WhatsApp: phishing con documenti falsi porta malware su PC

Una campagna di phishing su WhatsApp distribuisce documenti falsi che, una volta aperti, installano un malware su computer Windows, sfruttando la fiducia degli utenti nei messaggi di business.

Messaggio di WhatsApp con documento allegato

Una nuova campagna di phishing, diffusa tramite WhatsApp, sfrutta documenti di business falsificati per installare malware su computer Windows. Gli aggressori inviano messaggi a utenti in diversi paesi, facendo credere che si tratti di documenti ufficiali di aziende o partner commerciali. Una volta aperto il file, il malware si installa in background, consentendo agli hacker di ottenere il controllo remoto del sistema.

Messaggio di WhatsApp con documento allegato

Il malware distribuito è stato identificato come una variante di trojan che sfrutta vulnerabilità di Windows per bypassare le protezioni di sicurezza. La campagna è mirata soprattutto a piccole e medie imprese (PMI) e a Managed Service Provider (MSP), che spesso gestiscono più client con credenziali condivise.
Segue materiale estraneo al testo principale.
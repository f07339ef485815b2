use crate::error::VerifyError;
use crate::models::RetrievalHit;
use crate::pipeline::traits::{SearchClient, SearchDepth, SearchRequest};
use async_trait::async_trait;
use reqwest::Client;
use serde::{Deserialize, Serialize};
use std::time::Duration;

pub const TAVILY_ENDPOINT: &str = "https://api.tavily.com/search";

/// Search collaborator backed by the Tavily search API.
pub struct TavilySearch {
    client: Client,
    api_key: String,
    endpoint: String,
}

#[derive(Serialize)]
struct TavilyRequest<'a> {
    query: &'a str,
    search_depth: SearchDepth,
    max_results: usize,
    #[serde(skip_serializing_if = "Option::is_none")]
    include_domains: Option<&'a [String]>,
}

#[derive(Deserialize)]
struct TavilyResponse {
    #[serde(default)]
    results: Vec<TavilyResult>,
}

#[derive(Deserialize)]
struct TavilyResult {
    #[serde(default)]
    url: Option<String>,
    #[serde(default)]
    content: Option<String>,
}

impl TavilySearch {
    pub fn new(api_key: &str) -> Result<Self, VerifyError> {
        let client = Client::builder()
            .user_agent(concat!("FairGPT/", env!("CARGO_PKG_VERSION")))
            .timeout(Duration::from_secs(30))
            .build()
            .map_err(|e| VerifyError::Config(format!("http client: {e}")))?;
        Ok(Self {
            client,
            api_key: api_key.trim().to_string(),
            endpoint: TAVILY_ENDPOINT.to_string(),
        })
    }

    pub fn with_endpoint(mut self, endpoint: impl Into<String>) -> Self {
        self.endpoint = endpoint.into();
        self
    }
}

fn request_body(request: &SearchRequest) -> TavilyRequest<'_> {
    TavilyRequest {
        query: &request.query,
        search_depth: request.depth,
        max_results: request.max_results,
        include_domains: if request.include_domains.is_empty() {
            None
        } else {
            Some(request.include_domains.as_slice())
        },
    }
}

/// Results without a URL are dropped.
pub fn parse_response(body: &str) -> Result<Vec<RetrievalHit>, VerifyError> {
    let parsed: TavilyResponse = serde_json::from_str(body)
        .map_err(|e| VerifyError::Search(format!("invalid response body: {e}")))?;
    Ok(parsed
        .results
        .into_iter()
        .filter_map(|r| match r.url {
            Some(url) if !url.trim().is_empty() => {
                Some(RetrievalHit::new(url, r.content.unwrap_or_default()))
            }
            _ => None,
        })
        .collect())
}

#[async_trait]
impl SearchClient for TavilySearch {
    async fn search(&self, request: &SearchRequest) -> anyhow::Result<Vec<RetrievalHit>> {
        let response = self
            .client
            .post(&self.endpoint)
            .bearer_auth(&self.api_key)
            .json(&request_body(request))
            .send()
            .await
            .map_err(|e| VerifyError::Search(e.to_string()))?;

        let status = response.status();
        let body = response
            .text()
            .await
            .map_err(|e| VerifyError::Search(e.to_string()))?;
        if !status.is_success() {
            let excerpt: String = body.chars().take(200).collect();
            return Err(VerifyError::Search(format!("HTTP {status}: {excerpt}")).into());
        }
        Ok(parse_response(&body)?)
    }
}
pub mod aggregate;
pub mod bias;
pub mod dispatch;
pub mod llm_generator;
pub mod mock;
pub mod orchestrator;
pub mod parse;
pub mod prompt;
pub mod tavily;
pub mod traits;

pub use aggregate::{Aggregate, EvidenceAggregator};
pub use bias::{BiasStrategy, LiveAnswerBias, StoredArticleBias};
pub use dispatch::RetrievalDispatcher;
pub use llm_generator::LlmGenerator;
pub use mock::{DummyGenerator, DummySearch};
pub use orchestrator::VerificationOrchestrator;
pub use parse::{extract_confidence, parse_sections, to_lines};
pub use tavily::TavilySearch;
pub use traits::{Generator, SearchClient, SearchDepth, SearchRequest};
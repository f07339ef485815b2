use crate::models::RetrievalHit;
use async_trait::async_trait;
use serde::Serialize;
use std::sync::Arc;

#[derive(Clone, Copy, Debug, Eq, PartialEq, Serialize)]
#[serde(rename_all = "lowercase")]
pub enum SearchDepth {
    Basic,
    Advanced,
}

#[derive(Clone, Debug, PartialEq, Eq)]
pub struct SearchRequest {
    pub query: String,
    /// Empty means unrestricted.
    pub include_domains: Vec<String>,
    pub depth: SearchDepth,
    pub max_results: usize,
}

/// Web search collaborator.
///
/// Zero matches are `Ok(vec![])`; only transport failures are errors.
#[async_trait]
pub trait SearchClient: Send + Sync {
    async fn search(&self, request: &SearchRequest) -> anyhow::Result<Vec<RetrievalHit>>;
}

/// Generative model collaborator, one request-response per call.
#[async_trait]
pub trait Generator: Send + Sync {
    async fn generate(&self, system_instruction: &str, user_content: &str)
        -> anyhow::Result<String>;
}

#[async_trait]
impl<T: SearchClient + ?Sized> SearchClient for Arc<T> {
    async fn search(&self, request: &SearchRequest) -> anyhow::Result<Vec<RetrievalHit>> {
        (**self).search(request).await
    }
}

#[async_trait]
impl<T: Generator + ?Sized> Generator for &T {
    async fn generate(
        &self,
        system_instruction: &str,
        user_content: &str,
    ) -> anyhow::Result<String> {
        (**self).generate(system_instruction, user_content).await
    }
}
Come riconoscere i messaggi sospetti

  • Verifica l’autenticità del mittente: controlla l’ID e il numero di telefono associato al profilo.
  • Non aprire allegati da mittenti non verificati, anche se sembrano provenire da partner commerciali.
  • Controlla l’estensione del file: documenti di Office reali hanno estensioni come .docx, .xlsx, .pptx.
  • Usa un antivirus aggiornato e un sistema di sandboxing per analizzare gli allegati prima di aprirli.

Misure preventive per PMI e MSP

  1. Implementa una policy di sicurezza che obblighi la verifica dell’identità del mittente prima di aprire allegati.
  2. Utilizza soluzioni di email filtering che blocchino allegati potenzialmente dannosi.
  3. Formazione continua: organizza sessioni di sensibilizzazione sul phishing per i dipendenti.
  4. Backup regolari: mantieni copie di backup offline per poter ripristinare rapidamente in caso di infezione.
  5. Monitoraggio delle attività di rete: rileva comportamenti anomali che potrebbero indicare un’infezione.

Per le aziende che offrono servizi di gestione IT, è fondamentale includere queste pratiche nei propri SLA e garantire che i clienti siano informati sui rischi e sulle misure di mitigazione.